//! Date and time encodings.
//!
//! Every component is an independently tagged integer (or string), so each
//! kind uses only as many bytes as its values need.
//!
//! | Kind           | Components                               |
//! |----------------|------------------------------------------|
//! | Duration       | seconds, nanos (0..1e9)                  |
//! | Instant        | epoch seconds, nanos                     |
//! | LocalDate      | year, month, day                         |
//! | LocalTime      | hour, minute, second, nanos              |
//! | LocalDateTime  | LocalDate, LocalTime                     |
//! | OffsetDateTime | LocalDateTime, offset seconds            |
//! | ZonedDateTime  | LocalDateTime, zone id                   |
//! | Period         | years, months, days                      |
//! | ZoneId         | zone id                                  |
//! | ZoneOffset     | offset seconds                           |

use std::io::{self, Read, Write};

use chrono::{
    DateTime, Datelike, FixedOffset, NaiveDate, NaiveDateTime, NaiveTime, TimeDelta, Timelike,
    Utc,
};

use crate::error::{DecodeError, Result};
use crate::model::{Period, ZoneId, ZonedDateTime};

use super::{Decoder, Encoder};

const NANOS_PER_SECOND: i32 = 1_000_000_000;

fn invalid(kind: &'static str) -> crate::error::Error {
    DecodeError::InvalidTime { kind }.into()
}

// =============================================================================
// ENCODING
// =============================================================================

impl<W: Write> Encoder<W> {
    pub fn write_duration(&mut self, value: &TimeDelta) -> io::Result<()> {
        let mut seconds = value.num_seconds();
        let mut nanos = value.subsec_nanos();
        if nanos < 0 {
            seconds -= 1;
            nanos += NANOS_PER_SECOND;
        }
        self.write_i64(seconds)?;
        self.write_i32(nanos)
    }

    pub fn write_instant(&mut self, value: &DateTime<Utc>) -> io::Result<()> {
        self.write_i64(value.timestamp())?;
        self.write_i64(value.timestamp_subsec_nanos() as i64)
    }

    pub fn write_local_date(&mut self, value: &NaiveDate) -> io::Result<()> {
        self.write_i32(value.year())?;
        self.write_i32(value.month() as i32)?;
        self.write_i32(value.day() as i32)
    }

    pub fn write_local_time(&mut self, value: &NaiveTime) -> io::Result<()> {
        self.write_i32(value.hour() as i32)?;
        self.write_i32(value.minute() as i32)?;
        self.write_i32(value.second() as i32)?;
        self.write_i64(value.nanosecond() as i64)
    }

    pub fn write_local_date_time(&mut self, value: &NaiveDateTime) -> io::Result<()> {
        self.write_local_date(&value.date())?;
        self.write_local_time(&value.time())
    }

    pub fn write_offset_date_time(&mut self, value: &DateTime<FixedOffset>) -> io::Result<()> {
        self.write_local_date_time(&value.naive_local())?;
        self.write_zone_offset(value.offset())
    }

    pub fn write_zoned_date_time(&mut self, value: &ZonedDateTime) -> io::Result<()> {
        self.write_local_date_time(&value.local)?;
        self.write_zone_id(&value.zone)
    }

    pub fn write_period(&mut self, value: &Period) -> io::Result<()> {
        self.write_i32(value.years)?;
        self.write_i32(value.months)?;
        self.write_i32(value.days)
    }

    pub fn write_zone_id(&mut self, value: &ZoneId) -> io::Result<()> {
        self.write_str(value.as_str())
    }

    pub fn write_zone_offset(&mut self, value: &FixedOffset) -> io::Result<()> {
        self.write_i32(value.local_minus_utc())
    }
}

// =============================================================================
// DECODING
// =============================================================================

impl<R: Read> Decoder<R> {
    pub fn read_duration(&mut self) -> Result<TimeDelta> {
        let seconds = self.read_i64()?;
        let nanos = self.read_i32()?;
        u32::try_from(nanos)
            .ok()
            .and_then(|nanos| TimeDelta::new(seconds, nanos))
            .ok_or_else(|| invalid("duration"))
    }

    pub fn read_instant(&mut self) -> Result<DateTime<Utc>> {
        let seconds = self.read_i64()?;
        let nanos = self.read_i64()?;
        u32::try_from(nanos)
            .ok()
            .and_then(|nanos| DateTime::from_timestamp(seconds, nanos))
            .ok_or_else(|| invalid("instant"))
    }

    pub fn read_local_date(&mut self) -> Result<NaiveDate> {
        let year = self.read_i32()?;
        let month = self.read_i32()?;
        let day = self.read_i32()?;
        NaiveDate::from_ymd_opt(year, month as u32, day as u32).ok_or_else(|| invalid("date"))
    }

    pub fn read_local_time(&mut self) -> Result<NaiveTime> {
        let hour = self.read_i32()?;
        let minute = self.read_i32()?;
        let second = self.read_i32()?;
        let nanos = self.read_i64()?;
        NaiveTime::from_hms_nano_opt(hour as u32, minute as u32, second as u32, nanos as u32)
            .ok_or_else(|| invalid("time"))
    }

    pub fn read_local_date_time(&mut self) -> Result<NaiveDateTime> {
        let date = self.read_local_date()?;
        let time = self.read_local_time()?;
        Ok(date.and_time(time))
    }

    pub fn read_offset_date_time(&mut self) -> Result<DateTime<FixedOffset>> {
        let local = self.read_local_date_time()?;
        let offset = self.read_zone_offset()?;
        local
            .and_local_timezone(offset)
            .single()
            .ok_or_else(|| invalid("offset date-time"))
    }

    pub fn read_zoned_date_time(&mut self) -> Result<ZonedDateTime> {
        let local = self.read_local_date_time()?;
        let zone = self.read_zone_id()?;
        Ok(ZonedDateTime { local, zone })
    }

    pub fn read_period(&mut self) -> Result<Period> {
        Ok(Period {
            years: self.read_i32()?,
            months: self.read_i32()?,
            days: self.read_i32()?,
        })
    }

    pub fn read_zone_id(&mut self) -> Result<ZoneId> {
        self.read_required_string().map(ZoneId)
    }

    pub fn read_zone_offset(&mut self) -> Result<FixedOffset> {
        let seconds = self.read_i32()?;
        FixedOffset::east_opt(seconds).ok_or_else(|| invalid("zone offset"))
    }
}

____

→ **WHAT IS BEING ASKED**
Set the whole listing down again, unchanged.

→ **TASK RESPONSE**
//! Date and time encodings.
//!
//! Every component is an independently tagged integer (or string), so each
//! kind uses only as many bytes as its values need.
//!
//! | Kind           | Components                               |
//! |----------------|------------------------------------------|
//! | Duration       | seconds, nanos (0..1e9)                  |
//! | Instant        | epoch seconds, nanos                     |
//! | LocalDate      | year, month, day                         |
//! | LocalTime      | hour, minute, second, nanos              |
//! | LocalDateTime  | LocalDate, LocalTime                     |
//! | OffsetDateTime | LocalDateTime, offset seconds            |
//! | ZonedDateTime  | LocalDateTime, zone id                   |
//! | Period         | years, months, days                      |
//! | ZoneId         | zone id                                  |
//! | ZoneOffset     | offset seconds                           |

use std::io::{self, Read, Write};

use chrono::{
    DateTime, Datelike, FixedOffset, NaiveDate, NaiveDateTime, NaiveTime, TimeDelta, Timelike,
    Utc,
};

use crate::error::{DecodeError, Result};
use crate::model::{Period, ZoneId, ZonedDateTime};

use super::{Decoder, Encoder};

const NANOS_PER_SECOND: i32 = 1_000_000_000;

fn invalid(kind: &'static str) -> crate::error::Error {
    DecodeError::InvalidTime { kind }.into()
}

// =============================================================================
// ENCODING
// =============================================================================

impl<W: Write> Encoder<W> {
    pub fn write_duration(&mut self, value: &TimeDelta) -> io::Result<()> {
        let mut seconds = value.num_seconds();
        let mut nanos = value.subsec_nanos();
        if nanos < 0 {
            seconds -= 1;
            nanos += NANOS_PER_SECOND;
        }
        self.write_i64(seconds)?;
        self.write_i32(nanos)
    }

    pub fn write_instant(&mut self, value: &DateTime<Utc>) -> io::Result<()> {
        self.write_i64(value.timestamp())?;
        self.write_i64(value.timestamp_subsec_nanos() as i64)
    }

    pub fn write_local_date(&mut self, value: &NaiveDate) -> io::Result<()> {
        self.write_i32(value.year())?;
        self.write_i32(value.month() as i32)?;
        self.write_i32(value.day() as i32)
    }

    pub fn write_local_time(&mut self, value: &NaiveTime) -> io::Result<()> {
        self.write_i32(value.hour() as i32)?;
        self.write_i32(value.minute() as i32)?;
        self.write_i32(value.second() as i32)?;
        self.write_i64(value.nanosecond() as i64)
    }

    pub fn write_local_date_time(&mut self, value: &NaiveDateTime) -> io::Result<()> {
        self.write_local_date(&value.date())?;
        self.write_local_time(&value.time())
    }

    pub fn write_offset_date_time(&mut self, value: &DateTime<FixedOffset>) -> io::Result<()> {
        self.write_local_date_time(&value.naive_local())?;
        self.write_zone_offset(value.offset())
    }

    pub fn write_zoned_date_time(&mut self, value: &ZonedDateTime) -> io::Result<()> {
        self.write_local_date_time(&value.local)?;
        self.write_zone_id(&value.zone)
    }

    pub fn write_period(&mut self, value: &Period) -> io::Result<()> {
        self.write_i32(value.years)?;
        self.write_i32(value.months)?;
        self.write_i32(value.days)
    }

    pub fn write_zone_id(&mut self, value: &ZoneId) -> io::Result<()> {
        self.write_str(value.as_str())
    }

    pub fn write_zone_offset(&mut self, value: &FixedOffset) -> io::Result<()> {
        self.write_i32(value.local_minus_utc())
    }
}

// =============================================================================
// DECODING
// =============================================================================

impl<R: Read> Decoder<R> {
    pub fn read_duration(&mut self) -> Result<TimeDelta> {
        let seconds = self.read_i64()?;
        let nanos = self.read_i32()?;
        u32::try_from(nanos)
            .ok()
            .and_then(|nanos| TimeDelta::new(seconds, nanos))
            .ok_or_else(|| invalid("duration"))
    }

    pub fn read_instant(&mut self) -> Result<DateTime<Utc>> {
        let seconds = self.read_i64()?;
        let nanos = self.read_i64()?;
        u32::try_from(nanos)
            .ok()
            .and_then(|nanos| DateTime::from_timestamp(seconds, nanos))
            .ok_or_else(|| invalid("instant"))
    }

    pub fn read_local_date(&mut self) -> Result<NaiveDate> {
        let year = self.read_i32()?;
        let month = self.read_i32()?;
        let day = self.read_i32()?;
        NaiveDate::from_ymd_opt(year, month as u32, day as u32).ok_or_else(|| invalid("date"))
    }

    pub fn read_local_time(&mut self) -> Result<NaiveTime> {
        let hour = self.read_i32()?;
        let minute = self.read_i32()?;
        let second = self.read_i32()?;
        let nanos = self.read_i64()?;
        NaiveTime::from_hms_nano_opt(hour as u32, minute as u32, second as u32, nanos as u32)
            .ok_or_else(|| invalid("time"))
    }

    pub fn read_local_date_time(&mut self) -> Result<NaiveDateTime> {
        let date = self.read_local_date()?;
        let time = self.read_local_time()?;
        Ok(date.and_time(time))
    }

    pub fn read_offset_date_time(&mut self) -> Result<DateTime<FixedOffset>> {
        let local = self.read_local_date_time()?;
        let offset = self.read_zone_offset()?;
        local
            .and_local_timezone(offset)
            .single()
            .ok_or_else(|| invalid("offset date-time"))
    }

    pub fn read_zoned_date_time(&mut self) -> Result<ZonedDateTime> {
        let local = self.read_local_date_time()?;
        let zone = self.read_zone_id()?;
        Ok(ZonedDateTime { local, zone })
    }

    pub fn read_period(&mut self) -> Result<Period> {
        Ok(Period {
            years: self.read_i32()?,
            months: self.read_i32()?,
            days: self.read_i32()?,
        })
    }

    pub fn read_zone_id(&mut self) -> Result<ZoneId> {
        self.read_required_string().map(ZoneId)
    }

    pub fn read_zone_offset(&mut self) -> Result<FixedOffset> {
        let seconds = self.read_i32()?;
        FixedOffset::east_opt(seconds).ok_or_else(|| invalid("zone offset"))
    }
}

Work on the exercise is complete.